10571 Background: Synovial sarcoma (SS) is a rare and aggressive soft tissue tumor. In a first study (Palmerini E, Cancer 2009) we analyzed clinical prognostic factors in a retrospective series of 250 patients (pts) who were treated at Rizzoli Institute between 1976 and 2006. Stage, age, size, histology and use of radiotherapy influenced survival, whereas the role of chemotherapy was unproven. In the present study on the same patient population, in order to identify new prognostic factors and potential therapeutic targets, a panel of markers involved in chemotaxis and tumor growth were assessed. Methods: The expression of the chemokine receptor CXCR4 (a marker for chemotaxis which plays a critical roles in cancer progression) and the insulin-like growth factor receptor-1 (IGFR1) (a marker of growth activation ) were evaluated by IHC staining. Results: Tissue samples were available for the analysis in 88 patients (45 female and 43 male); median age was 37 years (range 11-63); size of the lesion was > 5 cm in 60 patients (71%); histology was biphasic in 30 (34%) of patients. All pts underwent surgery, 56% of pts underwent adjuvant radiotherapy (RT) and 68% adjuvant chemotherapy. With a median follow-up of 6 years (1-30 years), the 5-year overall survival (OS) was 70% (60-81). A positive stain for IGFR1 was detected in 55 pts (62.5%), with expression in the nucleus in 21 pts. CXCR4 was expressed in 74 pts (84%), nuclear pattern in 31 pts. No relation between IGFR1 and CXCR4 expression and clinical variables was found. The 5-year OS was 63% (95%CI 41-85%) for pts with positive IGFR1/nuclear expression and 73% (95%CI 61-85%) p = 0.05, in pts with negative IGFR1/nuclear staining. Similarly, the 5-year OS was 47% (95%CI 27-66%) in patients with positive CXCR4/nuclear expression and 86% (95%CI 76-96%), p = 0.003, in negative cases.

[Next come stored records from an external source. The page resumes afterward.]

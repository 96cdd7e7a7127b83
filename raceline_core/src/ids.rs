//! Identifiers for routes, triggers and completion records.
//!
//! All three are UUID newtypes with the same shape as
//! [`raceline_env::ActorId`]: random by default, deterministic from a seed
//! for simulation, and a short display form for logs.

use serde::{Deserialize, Serialize};
use uuid::Uuid;

macro_rules! uuid_id {
    ($(#[$meta:meta])* $name:ident) => {
        $(#[$meta])*
        #[derive(Debug, Clone, Copy, PartialEq, Eq, Hash, PartialOrd, Ord, Serialize, Deserialize)]
        pub struct $name(pub Uuid);

        impl $name {
            /// Creates a new random identifier.
            pub fn new() -> Self {
                Self(Uuid::new_v4())
            }

            /// Creates a deterministic identifier from a seed (for simulation).
            pub fn from_seed(seed: u64) -> Self {
                let mut bytes = [0u8; 16];
                bytes[0..8].copy_from_slice(&seed.to_le_bytes());
                bytes[8..16].copy_from_slice(&seed.wrapping_mul(0x9e3779b97f4a7c15).to_le_bytes());
                Self(Uuid::from_bytes(bytes))
            }

            /// Raw bytes, used as storage keys.
            pub fn as_bytes(&self) -> &[u8; 16] {
                self.0.as_bytes()
            }
        }

        impl Default for $name {
            fn default() -> Self {
                Self::new()
            }
        }

        impl std::fmt::Display for $name {
            fn fmt(&self, f: &mut std::fmt::Formatter<'_>) -> std::fmt::Result {
                write!(f, "{}", &self.0.to_string()[..8])
            }
        }
    };
}

uuid_id!(
    /// Identifies a race route.
    RouteId
);

uuid_id!(
    /// Identifies a trigger within a route.
    TriggerId
);

uuid_id!(
    /// Identifies a completion record.
    RecordId
);
//! Raceline Core - Real-time race tracking over oriented trigger volumes
//!
//! This library turns raw per-tick actor positions into verified race results:
//! 1. **Geometry**: oriented boxes with rotation-aware point containment
//! 2. **Race state machine**: Start / Checkpoint / Fail / Finish / Loop triggers
//!    dispatched per route with Fail-first priority
//! 3. **Race lines**: bounded path recording and adaptive Douglas-Peucker
//!    simplification
//! 4. **Persistence**: a batching, debouncing write queue in front of sled
//!
//! The engine never blocks the tick on storage; see [`engine::RaceEngine`].

pub mod engine;
pub mod error;
pub mod events;
pub mod export;
pub mod geometry;
pub mod ids;
pub mod path;
pub mod persistence;
pub mod record;
pub mod route;
pub mod simplify;
pub mod storage;
pub mod trigger;

// Re-export key types for convenience
pub use engine::{EngineConfig, RaceEngine, TickReport};
pub use error::{PersistError, RaceError, Result};
pub use events::{EventBus, FailReason, RaceEvent};
pub use geometry::{BoxShape, OrientedBox};
pub use ids::{RecordId, RouteId, TriggerId};
pub use path::{LineSegment, PathTracker, TimedPoint};
pub use persistence::{PersistenceQueue, QueueConfig, WorkHandle};
pub use record::{Record, RecordHandle, RetentionPolicy, Split};
pub use route::{RaceProgress, RaceSettings, Route, RouteDocument, RouteFlags};
pub use simplify::{simplify, SimplifyConfig};
pub use storage::{MemoryStorage, RaceStorage, SledStorage};
pub use trigger::{Edge, Trigger, TriggerKind, TriggerTag};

In a multivariate analysis including age, histology, size and use of RT, nuclear expression of IGFR1 and CXCR4 were confirmed statistically significant independent factor for OS. Conclusions: The nuclear expression of CXCR4 or IGFR1 negatively influences the survival in patients with SS. Further studies addressing the role of CXCR4 as a potential target in this high risk subgroup of SS patients are needed.